For Artistic Director Mark Lamos, Connecticut’s Westport Country Playhouse is about “becoming more cutting edge than perhaps it’s had a reputation of being.”
“It’s about forging an identity,” Lamos says. “One of the challenges is that it has ‘Westport’ in its title and ‘Country’ in its title, and we have a wider audience than just this very small town.”
Lamos has been Westport’s artistic head since 2009. He was artistic director of Connecticut’s Hartford Stage for 17 years, and a Tony nominee in 1991 for directing Our Country’s Good. Westport Country Playhouse traces its history to 1931, when Broadway producer Lawrence Langner bought an abandoned 1835 tannery and turned it into a Broadway-tryout theatre. It morphed into a home for summer stock, becoming a not-for-profit professional theatre in 1973. Oscar winner Joanne Woodward was artistic director from 2000 to 2005 (and interim co-artistic director in 2008).

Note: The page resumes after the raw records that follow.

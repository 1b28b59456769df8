use chrono::NaiveDate;
use serde::{Deserialize, Serialize};
use std::collections::BTreeMap;
use uuid::Uuid;

use super::metal::Metal;
use crate::errors::CoreError;

/// Kind of ledger operation.
#[derive(Debug, Clone, Copy, PartialEq, Eq, Hash, Serialize, Deserialize)]
pub enum OperationType {
    /// Scheduled purchase of metal
    Purchase,
    /// Explicit sale of metal
    Sale,
    /// Purchase emitted by a rebalance
    RebalancePurchase,
    /// Sale emitted by a rebalance
    RebalanceSale,
}

impl OperationType {
    /// Purchases of either kind count towards invested capital.
    pub fn is_acquisition(&self) -> bool {
        matches!(self, OperationType::Purchase | OperationType::RebalancePurchase)
    }
}

impl std::fmt::Display for OperationType {
    fn fmt(&self, f: &mut std::fmt::Formatter<'_>) -> std::fmt::Result {
        match self {
            OperationType::Purchase => write!(f, "Purchase"),
            OperationType::Sale => write!(f, "Sale"),
            OperationType::RebalancePurchase => write!(f, "Rebalance purchase"),
            OperationType::RebalanceSale => write!(f, "Rebalance sale"),
        }
    }
}

/// A single row of the ledger.
///
/// Sign convention: `quantity` is positive when metal is accumulated and
/// negative when it is reduced. `operation_amount` follows the same
/// direction: cash spent on a purchase is positive, cash returned by a
/// sale is negative.
#[derive(Debug, Clone, PartialEq, Serialize, Deserialize)]
pub struct LedgerEntry {
    /// Unique identifier
    pub id: Uuid,

    pub date: NaiveDate,

    pub operation_type: OperationType,

    pub metal: Metal,

    /// Signed metal quantity
    pub quantity: f64,

    /// Effective unit price of the operation (margin already applied)
    pub unit_price: f64,

    /// Signed cash amount of the operation
    pub operation_amount: f64,

    /// Storage cost charged against this row (written by the storage engine)
    #[serde(default)]
    pub storage_cost: f64,

    /// Row value once storage cost has been covered
    #[serde(default)]
    pub amount_after_cost: f64,
}

impl LedgerEntry {
    pub fn new(
        date: NaiveDate,
        operation_type: OperationType,
        metal: Metal,
        quantity: f64,
        unit_price: f64,
        operation_amount: f64,
    ) -> Self {
        Self {
            id: Uuid::new_v4(),
            date,
            operation_type,
            metal,
            quantity,
            unit_price,
            operation_amount,
            storage_cost: 0.0,
            amount_after_cost: operation_amount,
        }
    }
}

/// Append-only transaction history of the simulated portfolio.
///
/// Operations never edit an existing ledger in place; they return a new
/// `Ledger` built from this one.
#[derive(Debug, Clone, Default, PartialEq, Serialize, Deserialize)]
pub struct Ledger {
    entries: Vec<LedgerEntry>,
}

impl Ledger {
    pub fn new() -> Self {
        Self::default()
    }

    pub fn from_entries(entries: Vec<LedgerEntry>) -> Self {
        Self { entries }
    }

    pub fn entries(&self) -> &[LedgerEntry] {
        &self.entries
    }

    pub fn len(&self) -> usize {
        self.entries.len()
    }

    pub fn is_empty(&self) -> bool {
        self.entries.is_empty()
    }

    /// A new ledger with `new_entries` appended after the existing rows.
    pub fn appended(&self, new_entries: impl IntoIterator<Item = LedgerEntry>) -> Self {
        let mut entries = self.entries.clone();
        entries.extend(new_entries);
        Self { entries }
    }

    /// Net quantity held per metal across the whole ledger. Metals whose
    /// net quantity is zero are still listed if they ever appeared.
    pub fn holdings(&self) -> BTreeMap<Metal, f64> {
        let mut holdings = BTreeMap::new();
        for entry in &self.entries {
            *holdings.entry(entry.metal).or_insert(0.0) += entry.quantity;
        }
        holdings
    }

    /// Net quantity held of one metal (0 if never traded).
    pub fn held_quantity(&self, metal: Metal) -> f64 {
        self.entries
            .iter()
            .filter(|e| e.metal == metal)
            .map(|e| e.quantity)
            .sum()
    }

    /// Rows dated on or before `date`.
    pub fn until(&self, date: NaiveDate) -> Ledger {
        Ledger {
            entries: self
                .entries
                .iter()
                .filter(|e| e.date <= date)
                .cloned()
                .collect(),
        }
    }

    /// Flat `column → value` table for export collaborators (CSV/Excel/PDF).
    pub fn to_rows(&self) -> Result<Vec<serde_json::Map<String, serde_json::Value>>, CoreError> {
        to_rows(&self.entries)
    }
}

/// Serialize any list of records into flat `column → value` maps.
pub(crate) fn to_rows<T: Serialize>(
    records: &[T],
) -> Result<Vec<serde_json::Map<String, serde_json::Value>>, CoreError> {
    records
        .iter()
        .map(|record| match serde_json::to_value(record)? {
            serde_json::Value::Object(map) => Ok(map),
            other => Err(CoreError::Serialization(format!(
                "expected a record, got {other}"
            ))),
        })
        .collect()
}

“The wonderful thing that I inherited was a theatre that Joanne and [her husband] Paul Newman really re-did from the ground up,” Lamos says. “It was a theatre that was going to be razed. They saved it with a group of like-minded community members, took it down, and built a brand new theatre.”
Woodward “wanted to change the profile of the theatre when she took over to be something more like Williamstown [Theatre Festival] in the Berkshires, more serious theatre, more world premieres,” Lamos says. “That didn’t fly with an audience that had been raised on star vehicles in summer stock.”
Her vision is what is being carried out—that Westport Country Playhouse would become a theatre “that is about entertainment” but also about “giving voice to new voices, to supporting unusual programming occasionally”—work “that feeds your soul in a way that you didn’t expect,” Lamos says.
That’s what he means by “cutting edge,” he says. “Work that surprises you. That you may have thought you’re really not going to appreciate but that absolutely grabs you and you fall in love with. Work that validates you and yet takes you in new directions. If there’s a portion of the season that has that kind of artistry in it, that’s where I’m happy to live.”
This month’s play, he says, fits the definition. It’s Appropriate, by Branden Jacobs-Jenkins, about family secrets on an Arkansas plantation. A 2016 recipient of a MacArthur fellowship, Jacobs-Jenkins won a 2014 Obie for best new Off-Broadway play for both Appropriate and An Octoroon.
“I was overwhelmed by the play’s power,” Lamos says. It’s “not only in the great tradition of American family dramas, it explores new ground within that tradition.”
This season ends with Lamos directing Romeo and Juliet (October 31–November 19). There’s “not a minute in it you can take for granted,” Lamos says. “It’s endlessly surprising. It’s swift-moving. It’s fascinating on so many levels to me. And I hope I can pass that fascination on to an audience.”